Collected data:
######

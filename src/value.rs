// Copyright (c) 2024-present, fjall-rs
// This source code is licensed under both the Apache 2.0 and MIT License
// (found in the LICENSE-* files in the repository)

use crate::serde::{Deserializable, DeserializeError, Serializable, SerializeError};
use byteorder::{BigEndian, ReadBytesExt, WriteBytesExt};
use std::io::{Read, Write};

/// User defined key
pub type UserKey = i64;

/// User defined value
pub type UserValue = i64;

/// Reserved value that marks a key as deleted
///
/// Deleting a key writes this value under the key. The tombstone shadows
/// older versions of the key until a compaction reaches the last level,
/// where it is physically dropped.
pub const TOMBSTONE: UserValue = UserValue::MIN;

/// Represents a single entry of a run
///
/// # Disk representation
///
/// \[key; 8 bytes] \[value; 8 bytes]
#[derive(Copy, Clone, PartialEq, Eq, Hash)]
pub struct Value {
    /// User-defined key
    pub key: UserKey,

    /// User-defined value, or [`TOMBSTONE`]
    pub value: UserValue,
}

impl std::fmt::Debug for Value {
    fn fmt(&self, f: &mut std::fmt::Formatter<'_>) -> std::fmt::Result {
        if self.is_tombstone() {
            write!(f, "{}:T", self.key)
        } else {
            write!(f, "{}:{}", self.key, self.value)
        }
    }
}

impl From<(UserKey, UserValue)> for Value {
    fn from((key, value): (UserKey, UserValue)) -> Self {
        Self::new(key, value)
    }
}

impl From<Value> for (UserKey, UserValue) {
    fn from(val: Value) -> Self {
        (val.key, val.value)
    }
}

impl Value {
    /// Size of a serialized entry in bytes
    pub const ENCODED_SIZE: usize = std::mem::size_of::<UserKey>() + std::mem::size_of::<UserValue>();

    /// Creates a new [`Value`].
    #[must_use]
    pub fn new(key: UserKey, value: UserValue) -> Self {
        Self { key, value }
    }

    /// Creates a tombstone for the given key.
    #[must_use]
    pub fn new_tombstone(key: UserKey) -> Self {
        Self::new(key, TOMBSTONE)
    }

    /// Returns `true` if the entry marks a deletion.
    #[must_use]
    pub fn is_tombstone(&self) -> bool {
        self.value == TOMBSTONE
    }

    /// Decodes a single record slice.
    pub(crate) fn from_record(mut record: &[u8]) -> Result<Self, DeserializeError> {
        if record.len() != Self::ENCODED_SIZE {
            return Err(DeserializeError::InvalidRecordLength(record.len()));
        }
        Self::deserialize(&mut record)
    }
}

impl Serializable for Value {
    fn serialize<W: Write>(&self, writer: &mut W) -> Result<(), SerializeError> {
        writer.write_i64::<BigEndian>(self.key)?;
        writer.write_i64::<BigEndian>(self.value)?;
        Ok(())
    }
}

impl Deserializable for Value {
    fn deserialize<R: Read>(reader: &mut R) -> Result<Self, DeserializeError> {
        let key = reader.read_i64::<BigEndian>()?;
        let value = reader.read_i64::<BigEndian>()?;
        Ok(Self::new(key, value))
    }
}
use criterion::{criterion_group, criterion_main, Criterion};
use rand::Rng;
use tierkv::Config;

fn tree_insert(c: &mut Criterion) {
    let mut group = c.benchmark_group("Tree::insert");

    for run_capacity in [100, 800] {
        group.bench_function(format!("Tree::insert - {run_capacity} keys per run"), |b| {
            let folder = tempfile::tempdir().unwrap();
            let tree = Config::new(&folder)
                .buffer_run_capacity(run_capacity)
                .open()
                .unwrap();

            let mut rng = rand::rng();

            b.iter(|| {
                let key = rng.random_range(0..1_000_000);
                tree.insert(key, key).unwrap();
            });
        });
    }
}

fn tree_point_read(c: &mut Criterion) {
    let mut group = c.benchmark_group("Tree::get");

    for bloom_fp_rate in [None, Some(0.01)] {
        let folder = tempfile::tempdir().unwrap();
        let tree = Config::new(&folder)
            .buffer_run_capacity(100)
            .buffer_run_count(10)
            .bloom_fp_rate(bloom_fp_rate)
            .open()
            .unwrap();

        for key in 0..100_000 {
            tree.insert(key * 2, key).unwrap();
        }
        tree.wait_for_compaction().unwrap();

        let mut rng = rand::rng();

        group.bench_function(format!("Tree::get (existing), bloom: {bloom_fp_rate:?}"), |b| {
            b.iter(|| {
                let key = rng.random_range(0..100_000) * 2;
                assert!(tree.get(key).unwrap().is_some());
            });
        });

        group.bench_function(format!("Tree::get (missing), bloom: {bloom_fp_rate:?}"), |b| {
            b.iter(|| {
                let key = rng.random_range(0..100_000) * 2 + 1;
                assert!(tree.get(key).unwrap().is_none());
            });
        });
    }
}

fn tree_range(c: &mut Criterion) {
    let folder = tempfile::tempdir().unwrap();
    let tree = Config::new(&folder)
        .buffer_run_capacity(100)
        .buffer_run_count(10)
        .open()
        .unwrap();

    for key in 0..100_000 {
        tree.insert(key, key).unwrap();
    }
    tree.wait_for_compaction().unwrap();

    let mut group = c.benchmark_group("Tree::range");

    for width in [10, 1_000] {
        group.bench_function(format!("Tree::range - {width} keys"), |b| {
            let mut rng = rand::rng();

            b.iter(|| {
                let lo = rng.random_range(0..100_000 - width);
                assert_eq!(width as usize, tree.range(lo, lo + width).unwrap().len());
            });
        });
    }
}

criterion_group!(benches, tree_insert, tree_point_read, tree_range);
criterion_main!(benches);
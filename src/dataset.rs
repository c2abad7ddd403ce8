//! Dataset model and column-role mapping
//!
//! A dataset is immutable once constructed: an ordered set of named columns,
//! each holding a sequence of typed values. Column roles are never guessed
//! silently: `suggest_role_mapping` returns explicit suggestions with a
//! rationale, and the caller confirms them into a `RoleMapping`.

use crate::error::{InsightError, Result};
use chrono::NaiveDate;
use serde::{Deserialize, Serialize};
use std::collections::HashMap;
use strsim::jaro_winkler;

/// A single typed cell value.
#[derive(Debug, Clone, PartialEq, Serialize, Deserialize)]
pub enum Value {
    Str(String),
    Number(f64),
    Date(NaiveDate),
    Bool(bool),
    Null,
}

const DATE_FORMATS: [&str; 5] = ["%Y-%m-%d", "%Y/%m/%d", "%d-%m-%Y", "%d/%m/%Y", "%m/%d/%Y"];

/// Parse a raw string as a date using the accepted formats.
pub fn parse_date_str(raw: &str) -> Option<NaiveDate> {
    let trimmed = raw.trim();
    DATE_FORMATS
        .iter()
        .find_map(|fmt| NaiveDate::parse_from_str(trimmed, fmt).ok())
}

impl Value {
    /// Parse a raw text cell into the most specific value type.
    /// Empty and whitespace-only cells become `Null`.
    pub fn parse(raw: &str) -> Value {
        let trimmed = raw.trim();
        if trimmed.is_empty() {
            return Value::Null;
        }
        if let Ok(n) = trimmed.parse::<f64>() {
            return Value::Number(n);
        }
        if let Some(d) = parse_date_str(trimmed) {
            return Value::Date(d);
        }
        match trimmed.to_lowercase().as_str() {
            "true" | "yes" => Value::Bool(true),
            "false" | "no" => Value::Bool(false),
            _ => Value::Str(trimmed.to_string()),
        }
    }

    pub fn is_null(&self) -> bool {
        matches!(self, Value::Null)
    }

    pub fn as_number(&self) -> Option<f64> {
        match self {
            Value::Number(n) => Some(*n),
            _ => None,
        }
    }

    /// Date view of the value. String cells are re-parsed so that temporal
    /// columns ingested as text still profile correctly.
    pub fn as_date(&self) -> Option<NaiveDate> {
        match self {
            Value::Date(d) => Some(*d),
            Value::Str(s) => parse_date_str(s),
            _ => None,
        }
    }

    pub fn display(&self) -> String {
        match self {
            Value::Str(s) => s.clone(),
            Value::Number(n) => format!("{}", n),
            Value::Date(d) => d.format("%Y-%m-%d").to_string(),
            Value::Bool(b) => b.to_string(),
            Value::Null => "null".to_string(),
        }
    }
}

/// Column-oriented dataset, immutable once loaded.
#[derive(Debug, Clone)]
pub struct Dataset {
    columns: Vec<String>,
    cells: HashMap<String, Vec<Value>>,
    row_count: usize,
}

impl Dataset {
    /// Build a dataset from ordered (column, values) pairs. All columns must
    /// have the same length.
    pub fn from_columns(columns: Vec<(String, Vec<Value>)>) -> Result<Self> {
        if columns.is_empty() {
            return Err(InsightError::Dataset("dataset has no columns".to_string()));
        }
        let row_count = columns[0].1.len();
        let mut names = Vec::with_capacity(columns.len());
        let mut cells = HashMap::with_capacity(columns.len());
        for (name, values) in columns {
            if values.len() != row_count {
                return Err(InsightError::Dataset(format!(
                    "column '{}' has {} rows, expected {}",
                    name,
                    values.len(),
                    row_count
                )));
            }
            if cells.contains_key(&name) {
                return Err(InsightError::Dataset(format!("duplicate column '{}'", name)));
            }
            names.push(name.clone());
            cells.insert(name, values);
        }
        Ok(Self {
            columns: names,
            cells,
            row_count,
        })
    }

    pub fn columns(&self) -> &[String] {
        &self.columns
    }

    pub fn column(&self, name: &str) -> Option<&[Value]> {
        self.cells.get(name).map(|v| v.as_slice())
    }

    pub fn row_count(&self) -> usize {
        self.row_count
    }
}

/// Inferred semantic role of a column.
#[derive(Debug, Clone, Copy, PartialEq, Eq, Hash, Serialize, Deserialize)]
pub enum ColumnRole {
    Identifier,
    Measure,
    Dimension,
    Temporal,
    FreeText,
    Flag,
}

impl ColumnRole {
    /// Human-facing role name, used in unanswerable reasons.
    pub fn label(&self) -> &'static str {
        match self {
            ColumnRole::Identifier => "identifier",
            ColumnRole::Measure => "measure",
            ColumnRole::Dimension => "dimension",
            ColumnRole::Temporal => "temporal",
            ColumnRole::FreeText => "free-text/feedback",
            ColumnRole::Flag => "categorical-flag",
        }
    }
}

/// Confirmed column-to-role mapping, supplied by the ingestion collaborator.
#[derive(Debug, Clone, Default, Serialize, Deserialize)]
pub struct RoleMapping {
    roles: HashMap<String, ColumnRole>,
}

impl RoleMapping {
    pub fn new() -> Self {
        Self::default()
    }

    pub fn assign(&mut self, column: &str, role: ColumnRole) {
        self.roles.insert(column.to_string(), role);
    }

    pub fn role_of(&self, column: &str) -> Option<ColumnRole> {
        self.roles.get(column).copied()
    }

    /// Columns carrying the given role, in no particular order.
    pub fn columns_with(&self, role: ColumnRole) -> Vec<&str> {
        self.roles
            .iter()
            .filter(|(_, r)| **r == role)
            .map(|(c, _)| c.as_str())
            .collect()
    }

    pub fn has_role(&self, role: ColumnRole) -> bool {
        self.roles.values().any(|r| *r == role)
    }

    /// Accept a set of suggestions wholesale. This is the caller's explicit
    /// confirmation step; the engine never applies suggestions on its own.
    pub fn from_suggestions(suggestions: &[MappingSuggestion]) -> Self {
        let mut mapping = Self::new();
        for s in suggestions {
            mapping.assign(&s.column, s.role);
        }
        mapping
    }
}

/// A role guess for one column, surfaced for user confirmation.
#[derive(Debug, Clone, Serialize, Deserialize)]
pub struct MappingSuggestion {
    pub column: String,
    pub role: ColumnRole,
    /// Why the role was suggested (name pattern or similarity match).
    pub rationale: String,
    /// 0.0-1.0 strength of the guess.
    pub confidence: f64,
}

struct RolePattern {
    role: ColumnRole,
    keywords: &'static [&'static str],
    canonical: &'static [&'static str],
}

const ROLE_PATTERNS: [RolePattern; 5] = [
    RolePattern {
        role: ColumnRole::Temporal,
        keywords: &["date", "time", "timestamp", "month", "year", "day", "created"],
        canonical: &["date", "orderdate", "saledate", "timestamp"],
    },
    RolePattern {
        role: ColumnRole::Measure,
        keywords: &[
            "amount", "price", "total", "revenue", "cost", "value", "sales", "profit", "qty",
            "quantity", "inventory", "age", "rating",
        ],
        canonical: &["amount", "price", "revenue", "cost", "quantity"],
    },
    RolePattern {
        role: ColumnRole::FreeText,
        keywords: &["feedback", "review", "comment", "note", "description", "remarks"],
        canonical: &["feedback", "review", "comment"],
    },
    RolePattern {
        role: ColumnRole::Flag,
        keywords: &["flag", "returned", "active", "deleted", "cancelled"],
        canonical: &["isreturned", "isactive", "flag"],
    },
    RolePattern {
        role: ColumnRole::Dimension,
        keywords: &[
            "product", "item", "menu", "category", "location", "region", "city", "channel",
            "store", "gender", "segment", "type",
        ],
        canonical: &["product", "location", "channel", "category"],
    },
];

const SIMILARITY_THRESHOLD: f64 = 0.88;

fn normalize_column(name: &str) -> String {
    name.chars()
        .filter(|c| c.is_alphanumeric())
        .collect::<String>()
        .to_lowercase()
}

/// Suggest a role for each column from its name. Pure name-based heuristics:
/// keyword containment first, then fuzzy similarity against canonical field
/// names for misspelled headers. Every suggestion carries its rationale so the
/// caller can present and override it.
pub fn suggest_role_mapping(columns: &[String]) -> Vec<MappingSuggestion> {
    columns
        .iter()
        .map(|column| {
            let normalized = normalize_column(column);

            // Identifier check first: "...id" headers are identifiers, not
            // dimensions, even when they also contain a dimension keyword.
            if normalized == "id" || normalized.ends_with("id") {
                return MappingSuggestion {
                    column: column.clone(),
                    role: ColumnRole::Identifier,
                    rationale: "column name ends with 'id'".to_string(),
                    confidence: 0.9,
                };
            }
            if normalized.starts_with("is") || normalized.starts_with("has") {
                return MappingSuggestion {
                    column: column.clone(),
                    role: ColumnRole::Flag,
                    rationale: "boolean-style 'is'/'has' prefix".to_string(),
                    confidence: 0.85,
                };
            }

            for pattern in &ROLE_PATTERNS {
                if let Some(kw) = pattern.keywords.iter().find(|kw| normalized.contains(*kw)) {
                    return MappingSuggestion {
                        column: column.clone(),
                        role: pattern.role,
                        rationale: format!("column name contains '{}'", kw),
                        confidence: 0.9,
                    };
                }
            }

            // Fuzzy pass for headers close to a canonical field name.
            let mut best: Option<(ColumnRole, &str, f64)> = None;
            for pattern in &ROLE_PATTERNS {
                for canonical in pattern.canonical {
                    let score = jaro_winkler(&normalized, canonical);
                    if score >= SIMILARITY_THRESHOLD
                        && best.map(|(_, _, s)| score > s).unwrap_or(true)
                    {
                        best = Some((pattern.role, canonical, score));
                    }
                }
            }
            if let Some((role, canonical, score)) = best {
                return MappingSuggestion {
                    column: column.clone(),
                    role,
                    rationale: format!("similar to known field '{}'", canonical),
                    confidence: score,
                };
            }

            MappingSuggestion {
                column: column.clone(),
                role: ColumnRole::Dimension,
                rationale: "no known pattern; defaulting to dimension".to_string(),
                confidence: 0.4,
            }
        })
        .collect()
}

######

* **PROBLEM**
Report each line of the entries where the word "Creates" occurs.

* **RESULT OF THE EXERCISE**
    /// Creates a new [`Value`].
    /// Creates a tombstone for the given key.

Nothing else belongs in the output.